Theorem 5. If \(N\) and \(N^c\) are rigid bases, the base \(N\) has the properties \(1^0,2^0,3^0\); \(N_{\alpha+2}\) is a rigid base of an operation of type \(T_N^{\alpha+2}\); \((E_i)_i\) is a family of sets of the class \(BT_N^{\alpha+2}(K)\,[BT_N^1(K)]\), where \(K\supset \phi,\mathfrak A\), then the set of points of \(N_{\alpha+2}\)—\(\tau'\)-valuedness (\(N_1\)—\(\tau'\)-valuedness), for any \(\tau'=\aleph_{\nu'}<\tau\) and \(\alpha<\omega_{\nu+1}\), belongs to the class \(CT_N^{\alpha+2}(K)\,[CT_N^1(K)]\).
Volgograd Pedagogical Institute
named after A. S. Serafimovich
Received
30 XII 1968
REFERENCES
\(^1\) A. A. Lyapunov, Tr.
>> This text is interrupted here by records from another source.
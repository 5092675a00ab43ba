use jiff::civil::date;

use scl90_core::models::evaluation::Evaluation;
use scl90_core::models::likert::Responses;
use scl90_core::models::respondent::{Respondent, Sex};
use scl90_export::chart::{Histogram, ProfileChart};
use scl90_export::docx::generate_docx;
use scl90_export::error::ExportError;
use scl90_export::pdf::generate_pdf;
use scl90_export::render::render_summary;
use scl90_export::report::{Emphasis, ReportContent, Tone};
use scl90_export::styles::{ReportStyles, Rgb};
use scl90_instruments::instruments::scl90r::Scl90R;
use scl90_instruments::profile::ScoreProfile;
use scl90_instruments::Instrument;

fn evaluate(values: [u8; 90], sex: Sex) -> (Evaluation, ScoreProfile) {
    evaluate_named("Ana Garcia", values, sex)
}

fn evaluate_named(name: &str, values: [u8; 90], sex: Sex) -> (Evaluation, ScoreProfile) {
    let responses = Responses::from_values(&values).unwrap();
    let profile = Scl90R.score(&responses, sex).unwrap();
    let evaluation = Evaluation::new(
        Respondent {
            name: name.to_string(),
            sex,
        },
        "Dr. Ruiz",
        date(2025, 3, 5),
        responses,
    )
    .unwrap();
    (evaluation, profile)
}

#[test]
fn distress_without_clinical_case_has_one_gsi_line() {
    let (evaluation, profile) = evaluate([1; 90], Sex::Male);
    let content = ReportContent::build(&evaluation, &profile);

    assert_eq!(content.indices.len(), 3);
    assert_eq!(content.indices[0].value, "1.00");
    assert_eq!(content.indices[0].emphasis, Emphasis::Bold);
    assert_eq!(content.indices[0].note, "(>=1.00 = distress)");

    assert_eq!(content.indices[1].value, "90");
    assert_eq!(content.indices[1].note, "(Simulation risk)");

    assert_eq!(content.indices[2].emphasis, Emphasis::Plain);
    assert_eq!(content.indices[2].note, "(Possible dramatization > 2.80)");
}

#[test]
fn clinical_case_adds_alert_line() {
    let (evaluation, profile) = evaluate([4; 90], Sex::Female);
    let content = ReportContent::build(&evaluation, &profile);

    assert_eq!(content.indices.len(), 4);
    assert_eq!(content.indices[1].emphasis, Emphasis::Alert);
    assert_eq!(content.indices[1].note, "(>=1.50 = clinical case)");
    assert_eq!(content.indices[3].note, "(Possible dramatization)");
    assert_eq!(content.clinical_count, 9);
}

#[test]
fn quiet_profile_mentions_sex_specific_pst_threshold() {
    let (evaluation, profile) = evaluate([0; 90], Sex::Female);
    let content = ReportContent::build(&evaluation, &profile);

    assert_eq!(content.indices[0].emphasis, Emphasis::Plain);
    assert_eq!(content.indices[0].note, "(>=1.00 = distress | >=1.50 = clinical case)");
    assert_eq!(content.indices[1].note, "(Simulation risk in females > 70)");
}

#[test]
fn response_cells_are_toned_by_value() {
    let mut values = [0u8; 90];
    values[6] = 2;
    values[7] = 3;
    values[8] = 4;
    let (evaluation, profile) = evaluate(values, Sex::Male);
    let content = ReportContent::build(&evaluation, &profile);

    assert_eq!(content.responses.len(), 90);
    assert_eq!(content.responses[0].tone, Tone::Muted);
    assert_eq!(content.responses[6].tone, Tone::Normal);
    assert_eq!(content.responses[7].tone, Tone::Alert);
    assert_eq!(content.responses[8].tone, Tone::Alert);
    assert_eq!(content.responses[6].label(), "Item  7: ");
    assert_eq!(content.responses[89].label(), "Item 90: ");
}

#[test]
fn summary_template_renders_all_sections() {
    let (evaluation, profile) = evaluate([1; 90], Sex::Male);
    let content = ReportContent::build(&evaluation, &profile);
    let summary = render_summary(&content).unwrap();

    assert!(summary.starts_with("# SCL-90-R Results Report"));
    assert!(summary.contains("**Name:** Ana Garcia"));
    assert!(summary.contains("**Date:** 05/03/2025"));
    assert!(summary.contains("- Global Severity Index (GSI): **1.00** (>=1.00 = distress)"));
    assert!(summary.contains("- Phobic Anxiety: mean 1.00, cutoff 0.73, **Clinical**"));
    assert!(summary.contains("- Depression: mean 1.00, cutoff 1.43, Normal"));
    assert!(summary.contains("2 of 9 dimensions reach the clinical cutoff."));
    assert!(summary.contains("1: 1, 2: 1"));
    assert!(summary.trim_end().ends_with("90: 1"));
}

#[test]
fn profile_chart_highlights_clinical_bars() {
    let mut values = [0u8; 90];
    // Hostility items at 2, everything else quiet
    for item in [11, 24, 63, 67, 74, 81] {
        values[item - 1] = 2;
    }
    let (_, profile) = evaluate(values, Sex::Male);
    let styles = ReportStyles::default();
    let chart = ProfileChart::from_profile(&profile, &styles).unwrap();

    assert_eq!(chart.bars.len(), 9);
    assert_eq!(chart.cutoffs.len(), 9);
    let hostility = &chart.bars[5];
    assert_eq!(hostility.label, "Hostility");
    assert_eq!(hostility.color, Rgb::parse_hex(&styles.highlight_color).unwrap());
    assert!(hostility.labelled);
    assert_eq!(chart.bars[0].color, Rgb::parse_hex(&styles.accent_color).unwrap());
    assert!(!chart.bars[0].labelled);
}

#[test]
fn histogram_scales_to_next_multiple_of_ten() {
    let mut values = [1u8; 90];
    values[..45].fill(0);
    let (_, profile) = evaluate(values, Sex::Male);
    let histogram = Histogram::from_profile(&profile, &ReportStyles::default()).unwrap();

    assert_eq!(histogram.bars[0].value, 45.0);
    assert_eq!(histogram.bars[1].value, 45.0);
    assert_eq!(histogram.y_max(), 50.0);
    assert!(!histogram.bars[4].labelled);
}

/// Text drawn on each page, in drawing order.
fn pdf_pages(bytes: &[u8]) -> Vec<Vec<String>> {
    let doc = lopdf::Document::load_mem(bytes).unwrap();
    doc.get_pages()
        .values()
        .map(|id| {
            let content = doc.get_and_decode_page_content(*id).unwrap();
            content
                .operations
                .iter()
                .filter(|op| op.operator == "Tj")
                .filter_map(|op| match op.operands.first() {
                    Some(lopdf::Object::String(bytes, _)) => {
                        Some(lopdf::Document::decode_text(Some("WinAnsiEncoding"), bytes))
                    }
                    _ => None,
                })
                .collect()
        })
        .collect()
}

fn position(texts: &[String], wanted: &str) -> usize {
    texts
        .iter()
        .position(|t| t == wanted)
        .unwrap_or_else(|| panic!("{wanted:?} not drawn"))
}

#[test]
fn pdf_sections_appear_in_order() {
    let (evaluation, profile) = evaluate([2; 90], Sex::Female);
    let bytes = generate_pdf(&evaluation, &profile, &ReportStyles::default()).unwrap();
    assert!(bytes.starts_with(b"%PDF"));

    let pages = pdf_pages(&bytes);
    assert!(pages[0].first().is_some_and(|t| t == "SCL-90-R Results Report"));
    let texts: Vec<String> = pages.concat();

    let order = [
        position(&texts, "SCL-90-R Results Report"),
        position(&texts, "Name:"),
        position(&texts, "Evaluator:"),
        position(&texts, "Responses of Ana Garcia"),
        position(&texts, "Item  1: "),
        position(&texts, "Item 90: "),
        position(&texts, "Global Indices"),
        position(&texts, "- Global Severity Index (GSI):"),
        position(&texts, "- Positive Symptom Distress Index (PSDI):"),
        position(&texts, "Scores by Dimension (Spanish norms)"),
        position(&texts, "Psychoticism"),
        position(&texts, "Scores by Dimension"),
    ];
    assert!(order.windows(2).all(|w| w[0] < w[1]), "sections out of order: {order:?}");
    assert!(!texts.iter().any(|t| t == "Response distribution"));
}

#[test]
fn pdf_header_and_indices_carry_the_values() {
    let (evaluation, profile) = evaluate([2; 90], Sex::Female);
    let bytes = generate_pdf(&evaluation, &profile, &ReportStyles::default()).unwrap();
    let texts: Vec<String> = pdf_pages(&bytes).concat();

    let name = position(&texts, "Name:");
    assert_eq!(texts[name + 1], "Ana Garcia");
    let date = position(&texts, "Date:");
    assert_eq!(texts[date + 1], "05/03/2025");
    let evaluator = position(&texts, "Evaluator:");
    assert_eq!(texts[evaluator + 1], "Dr. Ruiz");

    let gsi = position(&texts, "- Global Severity Index (GSI):");
    assert_eq!(texts[gsi + 1], "2.00");
    assert_eq!(texts[gsi + 2], "(>=1.00 = distress)");

    // Every female cutoff is below 2.00
    assert_eq!(texts.iter().filter(|t| *t == "Clinical").count(), 9);
}

#[test]
fn pdf_keeps_accented_names() {
    let (evaluation, profile) = evaluate_named("José Núñez", [1; 90], Sex::Male);
    let bytes = generate_pdf(&evaluation, &profile, &ReportStyles::default()).unwrap();
    let texts: Vec<String> = pdf_pages(&bytes).concat();

    let name = position(&texts, "Name:");
    assert_eq!(texts[name + 1], "José Núñez");
    position(&texts, "Responses of José Núñez");
}

#[test]
fn pdf_histogram_is_the_last_section() {
    let (evaluation, profile) = evaluate([2; 90], Sex::Female);
    let styles = ReportStyles {
        include_histogram: true,
        ..ReportStyles::default()
    };
    let bytes = generate_pdf(&evaluation, &profile, &styles).unwrap();
    let texts: Vec<String> = pdf_pages(&bytes).concat();

    let chart = position(&texts, "Scores by Dimension");
    let histogram = position(&texts, "Response distribution");
    assert!(chart < histogram);
    // All 90 answers are 2
    assert!(texts[histogram..].iter().any(|t| t == "90"));
}

#[test]
fn bad_colour_in_styles_is_reported() {
    let (evaluation, profile) = evaluate([0; 90], Sex::Male);
    let styles = ReportStyles {
        accent_color: "blue".to_string(),
        ..ReportStyles::default()
    };
    let err = generate_pdf(&evaluation, &profile, &styles).unwrap_err();
    assert!(matches!(err, ExportError::InvalidColor(ref c) if c == "blue"));
}

#[test]
fn docx_is_a_zip_package() {
    let (evaluation, profile) = evaluate([1; 90], Sex::Male);
    let summary = render_summary(&ReportContent::build(&evaluation, &profile)).unwrap();
    let bytes = generate_docx(&summary, &ReportStyles::default()).unwrap();
    assert!(bytes.starts_with(b"PK"));
}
Mosk. matem. obshch., 6, 195 (1957).
\(^2\) A. A. Lyapunov, Izv. AN SSSR, ser. matem., 17, 563 (1953).
\(^3\) E. I. Kozlova, Izv. AN SSSR, ser. matem., 19, 125 (1955).
\(^4\) Yu. I. Romanov, Izv. vyssh. uchebn. zaved., Matematika, No. 3 (70), 80 (1968).